Is he ill on a German hospital cot? Does he have cups of cool water? Cool cloths for his fever? Is there a decent, loving German mother at his side? Someone who volunteers in a spirit of compassion for young prisoners of war? Olivia chose to believe there would be a woman like that at his bedside. She must exist, as weary of this Great War as Olivia is on the enemy side of the ocean.
Her false pride in following society’s shallow restrictions shatters like a shroud of ice in her mind. For her son’s sake, she must be one of those caring mothers. The broken young men in hospital cots on the other side of the door need more from her, including the German POWs in cots down the hallway. None will be strangers. They’ll each know her by her first name.

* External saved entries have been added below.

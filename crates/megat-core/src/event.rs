// ─────────────────────────────────────────────────────────────────────
// Megat Simulation — Event and Run Records
// ─────────────────────────────────────────────────────────────────────
//! The per-event work unit and the per-run summary.

use std::collections::BTreeMap;

use serde::{Deserialize, Serialize};

use megat_types::{InteractionRecord, Mask, Particle, PrimarySet, RecordKey, Vec3};

/// Non-fatal observation attached to an event.
#[derive(Debug, Clone, PartialEq, Serialize, Deserialize)]
#[serde(tag = "kind", rename_all = "snake_case")]
pub enum Diagnostic {
    /// A generator stage was skipped after a validation failure.
    StageSkipped { stage: String, reason: String },
    /// Primary conversion found no interaction records.
    EmptyPrimaries,
    /// An action failed; the event is marked failed.
    ActionFailed { action: String, reason: String },
}

/// Energy deposit accepted by a sensitive detector.
#[derive(Debug, Clone, PartialEq, Serialize, Deserialize)]
pub struct Hit {
    pub detector: String,
    pub track_id: u32,
    pub pdg: i32,
    /// Deposited energy in MeV.
    pub energy_deposit: f64,
    pub position: Vec3,
    pub time: f64,
}

/// One simulated event. Created at the start of the generator phase
/// and dropped after the event phase.
#[derive(Debug, Clone, Default, Serialize)]
pub struct SimEvent {
    pub id: u64,
    pub run: u32,
    /// Raw interaction records; consumed by primary conversion.
    #[serde(skip)]
    pub records: BTreeMap<RecordKey, InteractionRecord>,
    pub primaries: Vec<PrimarySet>,
    /// Particles returned by transport, before post-processing.
    #[serde(skip)]
    pub tracked: Vec<Particle>,
    /// Particles kept by post-processing.
    pub particles: Vec<Particle>,
    pub hits: BTreeMap<String, Vec<Hit>>,
    pub diagnostics: Vec<Diagnostic>,
}

impl SimEvent {
    pub fn new(run: u32, id: u64) -> Self {
        Self {
            id,
            run,
            ..Self::default()
        }
    }

    /// Record for `mask`, created empty if absent.
    pub fn record_mut(&mut self, mask: Mask) -> &mut InteractionRecord {
        self.records
            .entry(RecordKey::Stream(mask))
            .or_insert_with(|| InteractionRecord::new(mask))
    }

    /// Whether any live record carries `mask`.
    pub fn has_mask(&self, mask: Mask) -> bool {
        self.records.values().any(|r| r.contains_mask(mask))
    }

    /// Remove every record, in ascending key order.
    pub fn take_records(&mut self) -> Vec<InteractionRecord> {
        std::mem::take(&mut self.records).into_values().collect()
    }

    pub fn primary_count(&self) -> usize {
        self.primaries.iter().map(PrimarySet::len).sum()
    }

    pub fn hit_count(&self) -> usize {
        self.hits.values().map(Vec::len).sum()
    }

    pub fn is_failed(&self) -> bool {
        self.diagnostics
            .iter()
            .any(|d| matches!(d, Diagnostic::ActionFailed { .. }))
    }

    pub fn has_empty_primaries(&self) -> bool {
        self.diagnostics
            .iter()
            .any(|d| matches!(d, Diagnostic::EmptyPrimaries))
    }
}

/// Totals returned by `Kernel::run`.
#[derive(Debug, Clone, Copy, Default, PartialEq, Eq, Serialize, Deserialize)]
pub struct RunSummary {
    pub run: u32,
    pub events_processed: u64,
    pub failed_events: u64,
    pub empty_primary_events: u64,
    /// The loop ended on a stop request before the requested count.
    pub stopped_early: bool,
}

impl RunSummary {
    pub fn new(run: u32) -> Self {
        Self {
            run,
            ..Self::default()
        }
    }

    pub fn record(&mut self, event: &SimEvent) {
        self.events_processed += 1;
        if event.is_failed() {
            self.failed_events += 1;
        }
        if event.has_empty_primaries() {
            self.empty_primary_events += 1;
        }
    }

    /// Fold another run's totals into this one.
    pub fn absorb(&mut self, other: &RunSummary) {
        self.run = self.run.max(other.run);
        self.events_processed += other.events_processed;
        self.failed_events += other.failed_events;
        self.empty_primary_events += other.empty_primary_events;
        self.stopped_early |= other.stopped_early;
    }
}

#[cfg(test)]
mod tests {
    use super::*;

    #[test]
    fn test_records_iterate_in_mask_order() {
        let mut ev = SimEvent::new(0, 0);
        for m in [3, 1, 2] {
            ev.record_mut(Mask::new(m));
        }
        let order: Vec<RecordKey> = ev.take_records().iter().map(|r| r.key).collect();
        assert_eq!(
            order,
            vec![
                RecordKey::Stream(Mask::new(1)),
                RecordKey::Stream(Mask::new(2)),
                RecordKey::Stream(Mask::new(3)),
            ]
        );
        assert!(ev.records.is_empty());
    }

    #[test]
    fn test_summary_counts_flags() {
        let mut summary = RunSummary::new(0);
        let mut ok = SimEvent::new(0, 0);
        summary.record(&ok);
        ok.diagnostics.push(Diagnostic::EmptyPrimaries);
        summary.record(&ok);
        let mut bad = SimEvent::new(0, 2);
        bad.diagnostics.push(Diagnostic::ActionFailed {
            action: "x".into(),
            reason: "y".into(),
        });
        summary.record(&bad);
        assert_eq!(summary.events_processed, 3);
        assert_eq!(summary.empty_primary_events, 1);
        assert_eq!(summary.failed_events, 1);
    }

    #[test]
    fn test_absorb() {
        let mut total = RunSummary::new(0);
        let mut second = RunSummary::new(1);
        second.events_processed = 4;
        second.stopped_early = true;
        total.absorb(&second);
        assert_eq!(total.run, 1);
        assert_eq!(total.events_processed, 4);
        assert!(total.stopped_early);
    }

    #[test]
    fn test_event_json_skips_raw_records() {
        let mut ev = SimEvent::new(2, 7);
        ev.record_mut(Mask::new(1));
        let json = serde_json::to_value(&ev).unwrap();
        assert_eq!(json["id"], 7);
        assert!(json.get("records").is_none());
        assert!(json.get("tracked").is_none());
    }
}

With a new purpose, Olivia regains her self-control and daubs wet eyes with her lace sleeve. Removing her mask, she splashes water from the pitcher on her reddened face and dries it with a corner of her hospital apron. She resolves to return with a new definition of proper behavior to the rows of vulnerable young soldiers cast off by war. Ignoring conventional niceties, she will introduce herself first, followed by a smile and a touch. Ready to walk back in, her mask in place and footsteps sure, she feels eager to finish her rounds.
Beginning that morning, each soldier receives a light touch on their forehead and a soft “Good morning, son.” If a cot holds a sleeping soldier, Olivia makes a note to revisit him before she leaves for the day.
Beginning the next morning, she carries paper and pen in her apron pocket and writes hundreds of letters home. She hopes all are lovingly received by anxious families, unfamiliar to her and often faraway. Yet, although all are strangers, they’re bound to Olivia by their wounded soldier lying on a cast iron hospital cot in a cold recovery room.